Moustique tigre : 2026, une année à surveiller face aux menaces de dengue, chikungunya et Zika

Image d'illustration. Moustique tigre en plein repas sur une peau humaineADN
Le moustique tigre, vecteur de maladies comme la dengue, le chikungunya ou le Zika, gagne du terrain en France. Les autorités sanitaires alertent sur une progression préoccupante de ces virus transmise par cet insecte, avec des risques accrus pour 2026.
Tl;dr
- Surveillance accrue des maladies transmises par moustiques en France.
- Moustique tigre désormais présent dans 83 départements.
- Prévention : éliminer eaux stagnantes, protection individuelle.
Une surveillance sanitaire renforcée face à la menace moustique
L’hexagone se prépare, dès le 1ᵉʳ mai, à une saison que les autorités jugent particulièrement à risque. La France est entrée dans une période de surveillance renforcée des maladies transmises par les moustiques. En ligne de mire : la dengue, le chikungunya, le virus Zika et celui du Nil occidental, dont la circulation gagne du terrain.

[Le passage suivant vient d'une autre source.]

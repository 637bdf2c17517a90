//! Integration tests for the repository layer.
//!
//! Exercises users, listings, comments and API tokens against a fresh
//! migrated database per test:
//! - listing owner is fixed at creation
//! - cascade delete behaviour (listing -> comments, user -> everything)
//! - unique constraint violations
//! - token get-or-create reuse
//! - session lookup, expiry and revocation

use carlot_core::listing::ListingFields;
use carlot_db::models::session::CreateSession;
use carlot_db::models::user::{CreateUser, User};
use carlot_db::repositories::comment_repo::CommentOrder;
use carlot_db::repositories::{ApiTokenRepo, CommentRepo, ListingRepo, SessionRepo, UserRepo};
use chrono::{Duration, Utc};
use sqlx::SqlitePool;

// ---------------------------------------------------------------------------
// Helpers
// ---------------------------------------------------------------------------

async fn new_user(pool: &SqlitePool, username: &str) -> User {
    let input = CreateUser {
        username: username.to_string(),
        email: format!("{username}@example.com"),
        password_hash: "not-a-real-hash".to_string(),
    };
    UserRepo::create(pool, &input)
        .await
        .expect("user creation should succeed")
}

fn fields(make: &str, model: &str, year: i64) -> ListingFields {
    ListingFields {
        make: make.to_string(),
        model: model.to_string(),
        year,
        description: format!("{make} {model} in good condition"),
    }
}

// ---------------------------------------------------------------------------
// Bootstrap
// ---------------------------------------------------------------------------

#[sqlx::test(migrations = "./migrations")]
async fn test_health_check(pool: SqlitePool) {
    carlot_db::health_check(&pool).await.unwrap();
}

// ---------------------------------------------------------------------------
// Users
// ---------------------------------------------------------------------------

#[sqlx::test(migrations = "./migrations")]
async fn test_duplicate_username_is_rejected(pool: SqlitePool) {
    new_user(&pool, "alice").await;
    assert!(UserRepo::username_exists(&pool, "alice").await.unwrap());
    assert!(!UserRepo::username_exists(&pool, "Alice").await.unwrap());

    let dup = CreateUser {
        username: "alice".to_string(),
        email: String::new(),
        password_hash: "x".to_string(),
    };
    let err = UserRepo::create(&pool, &dup).await.unwrap_err();
    match err {
        sqlx::Error::Database(db_err) => assert!(db_err.is_unique_violation()),
        other => panic!("expected unique violation, got {other:?}"),
    }
}

// ---------------------------------------------------------------------------
// Listings
// ---------------------------------------------------------------------------

#[sqlx::test(migrations = "./migrations")]
async fn test_listing_crud(pool: SqlitePool) {
    let alice = new_user(&pool, "alice").await;

    let created = ListingRepo::create(&pool, alice.id, &fields("Volvo", "240", 1988))
        .await
        .unwrap();
    assert_eq!(created.owner.id, alice.id);
    assert_eq!(created.owner.username, "alice");
    assert_eq!(created.created_at, created.updated_at);

    let updated = ListingRepo::update(&pool, created.id, &fields("Volvo", "740", 1990))
        .await
        .unwrap()
        .expect("listing exists");
    assert_eq!(updated.model, "740");
    assert_eq!(updated.year, 1990);
    assert_eq!(updated.owner.id, alice.id, "owner must not change on update");
    assert!(updated.updated_at >= created.updated_at);

    let all = ListingRepo::list(&pool).await.unwrap();
    assert_eq!(all.len(), 1);

    assert!(ListingRepo::delete(&pool, created.id).await.unwrap());
    assert!(!ListingRepo::delete(&pool, created.id).await.unwrap());
    assert!(ListingRepo::find_by_id(&pool, created.id).await.unwrap().is_none());
}

#[sqlx::test(migrations = "./migrations")]
async fn test_update_missing_listing_returns_none(pool: SqlitePool) {
    let result = ListingRepo::update(&pool, 4242, &fields("Saab", "900", 1985))
        .await
        .unwrap();
    assert!(result.is_none());
}

#[sqlx::test(migrations = "./migrations")]
async fn test_listings_are_listed_in_creation_order(pool: SqlitePool) {
    let bob = new_user(&pool, "bob").await;
    for model in ["A", "B", "C"] {
        ListingRepo::create(&pool, bob.id, &fields("Ford", model, 1930))
            .await
            .unwrap();
    }
    let models: Vec<String> = ListingRepo::list(&pool)
        .await
        .unwrap()
        .into_iter()
        .map(|l| l.model)
        .collect();
    assert_eq!(models, ["A", "B", "C"]);
}

// ---------------------------------------------------------------------------
// Comments and cascades
// ---------------------------------------------------------------------------

#[sqlx::test(migrations = "./migrations")]
async fn test_comments_ordering(pool: SqlitePool) {
    let alice = new_user(&pool, "alice").await;
    let bob = new_user(&pool, "bob").await;
    let listing = ListingRepo::create(&pool, alice.id, &fields("Lada", "Niva", 1977))
        .await
        .unwrap();

    let first = CommentRepo::create(&pool, listing.id, bob.id, "first")
        .await
        .unwrap();
    assert_eq!(first.author_username, "bob");
    assert_eq!(first.listing_id, listing.id);
    CommentRepo::create(&pool, listing.id, alice.id, "second")
        .await
        .unwrap();

    let oldest: Vec<String> = CommentRepo::list_for_listing(&pool, listing.id, CommentOrder::OldestFirst)
        .await
        .unwrap()
        .into_iter()
        .map(|c| c.content)
        .collect();
    assert_eq!(oldest, ["first", "second"]);

    let newest: Vec<String> = CommentRepo::list_for_listing(&pool, listing.id, CommentOrder::NewestFirst)
        .await
        .unwrap()
        .into_iter()
        .map(|c| c.content)
        .collect();
    assert_eq!(newest, ["second", "first"]);
}

#[sqlx::test(migrations = "./migrations")]
async fn test_deleting_listing_cascades_to_comments(pool: SqlitePool) {
    let alice = new_user(&pool, "alice").await;
    let listing = ListingRepo::create(&pool, alice.id, &fields("Lada", "Niva", 1977))
        .await
        .unwrap();
    for text in ["one", "two", "three"] {
        CommentRepo::create(&pool, listing.id, alice.id, text)
            .await
            .unwrap();
    }
    assert_eq!(CommentRepo::count_for_listing(&pool, listing.id).await.unwrap(), 3);

    ListingRepo::delete(&pool, listing.id).await.unwrap();

    assert_eq!(CommentRepo::count_for_listing(&pool, listing.id).await.unwrap(), 0);
}

#[sqlx::test(migrations = "./migrations")]
async fn test_deleting_user_cascades_to_listings_comments_and_token(pool: SqlitePool) {
    let alice = new_user(&pool, "alice").await;
    let bob = new_user(&pool, "bob").await;
    let alices = ListingRepo::create(&pool, alice.id, &fields("Fiat", "500", 1957))
        .await
        .unwrap();
    let bobs = ListingRepo::create(&pool, bob.id, &fields("Mini", "Cooper", 1961))
        .await
        .unwrap();
    CommentRepo::create(&pool, bobs.id, alice.id, "by alice").await.unwrap();
    CommentRepo::create(&pool, bobs.id, bob.id, "by bob").await.unwrap();
    ApiTokenRepo::get_or_create(&pool, alice.id, "alice-key").await.unwrap();

    assert!(UserRepo::delete(&pool, alice.id).await.unwrap());

    assert!(ListingRepo::find_by_id(&pool, alices.id).await.unwrap().is_none());
    let remaining = CommentRepo::list_for_listing(&pool, bobs.id, CommentOrder::OldestFirst)
        .await
        .unwrap();
    assert_eq!(remaining.len(), 1);
    assert_eq!(remaining[0].author_username, "bob");
    assert!(ApiTokenRepo::find_by_key(&pool, "alice-key").await.unwrap().is_none());
}

#[sqlx::test(migrations = "./migrations")]
async fn test_comment_on_missing_listing_violates_foreign_key(pool: SqlitePool) {
    let alice = new_user(&pool, "alice").await;
    let result = CommentRepo::create(&pool, 999, alice.id, "orphan").await;
    assert!(result.is_err(), "foreign keys must be enforced");
}

// ---------------------------------------------------------------------------
// API tokens
// ---------------------------------------------------------------------------

#[sqlx::test(migrations = "./migrations")]
async fn test_token_get_or_create_reuses_existing_key(pool: SqlitePool) {
    let alice = new_user(&pool, "alice").await;

    let first = ApiTokenRepo::get_or_create(&pool, alice.id, "key-one").await.unwrap();
    let second = ApiTokenRepo::get_or_create(&pool, alice.id, "key-two").await.unwrap();
    assert_eq!(first.key, "key-one");
    assert_eq!(second.key, "key-one", "existing token must be reused");

    let found = ApiTokenRepo::find_by_key(&pool, "key-one")
        .await
        .unwrap()
        .expect("token exists");
    assert_eq!(found.user_id, alice.id);
    assert!(ApiTokenRepo::find_by_key(&pool, "key-two").await.unwrap().is_none());
}

// ---------------------------------------------------------------------------
// Sessions
// ---------------------------------------------------------------------------

#[sqlx::test(migrations = "./migrations")]
async fn test_session_lookup_and_delete(pool: SqlitePool) {
    let alice = new_user(&pool, "alice").await;
    let input = CreateSession {
        id: "jti-1".to_string(),
        user_id: alice.id,
        expires_at: Utc::now() + Duration::hours(1),
    };
    SessionRepo::create(&pool, &input).await.unwrap();

    let found = SessionRepo::find_active(&pool, "jti-1")
        .await
        .unwrap()
        .expect("session exists");
    assert_eq!(found.user_id, alice.id);

    assert!(SessionRepo::delete(&pool, "jti-1").await.unwrap());
    assert!(!SessionRepo::delete(&pool, "jti-1").await.unwrap());
    assert!(SessionRepo::find_active(&pool, "jti-1").await.unwrap().is_none());
}

#[sqlx::test(migrations = "./migrations")]
async fn test_expired_session_is_not_active(pool: SqlitePool) {
    let alice = new_user(&pool, "alice").await;
    let input = CreateSession {
        id: "jti-old".to_string(),
        user_id: alice.id,
        expires_at: Utc::now() - Duration::minutes(5),
    };
    SessionRepo::create(&pool, &input).await.unwrap();

    assert!(SessionRepo::find_active(&pool, "jti-old").await.unwrap().is_none());
}

#[sqlx::test(migrations = "./migrations")]
async fn test_deleting_user_removes_sessions(pool: SqlitePool) {
    let alice = new_user(&pool, "alice").await;
    let input = CreateSession {
        id: "jti-2".to_string(),
        user_id: alice.id,
        expires_at: Utc::now() + Duration::hours(1),
    };
    SessionRepo::create(&pool, &input).await.unwrap();

    assert!(UserRepo::delete(&pool, alice.id).await.unwrap());
    assert!(SessionRepo::find_active(&pool, "jti-2").await.unwrap().is_none());
}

Bilan inquiétant en 2025 : nouveaux territoires touchés
À y regarder de près, l’année passée a marqué un tournant. Le nombre de cas autochtones de chikungunya recensés en métropole a atteint un record, avec 809 signalements. Selon Santé publique France, il s’agit là du plus fort taux enregistré depuis l’instauration de ce système de veille en 2006 : « C’est le nombre le plus important de cas et de transmissions autochtones identifiés depuis la mise en place de la surveillance renforcée ». Parallèlement, on relève aussi 30 cas locaux de dengue et 60 infections au virus du Nil occidental. Plusieurs régions jusque-là épargnées — notamment la Bourgogne-Franche-Comté, le Grand-Est, la Nouvelle-Aquitaine, mais aussi l’Ile-de-France, l’Auvergne-Rhône-Alpes et la Normandie — ont signalé pour la première fois des cas autochtones.
L’expansion préoccupante du moustique tigre
Si l’on cherche un coupable désigné, le profil du moustique tigre (Aedes albopictus), aisément reconnaissable à ses rayures noires et blanches, inquiète particulièrement les experts. Introduit en métropole dès 2004, il a lentement colonisé l’Hexagone : il s’est désormais installé dans pas moins de 83 départements sur 96. Sa période d’activité, étendue de mai à novembre, contribue largement à la propagation des virus qu’il véhicule.
Mieux se protéger : gestes essentiels contre la prolifération
Face à cette expansion rapide, les recommandations insistent sur quelques réflexes simples. La multiplication du moustique tigre dépend directement des eaux stagnantes où il pond ses œufs. Aussi est-il conseillé de :
- Éliminer toute eau stagnante autour des habitations chaque semaine.
- Couvrir les récupérateurs d’eau et piscines avec un couvercle ou une moustiquaire.
- S’équiper : vêtements couvrants, répulsifs adaptés et installation de moustiquaires aux ouvertures.
Pour ceux qui voyagent vers des zones où ces maladies circulent activement — Amériques, Asie du Sud-Est ou Afrique notamment — une vigilance accrue est recommandée pendant et après le séjour : « protégez-vous des piqûres durant tout votre voyage, et restez attentif jusqu’à trois semaines après votre retour ».
La mobilisation reste donc entière pour freiner une dynamique épidémique qui ne cesse de gagner du terrain.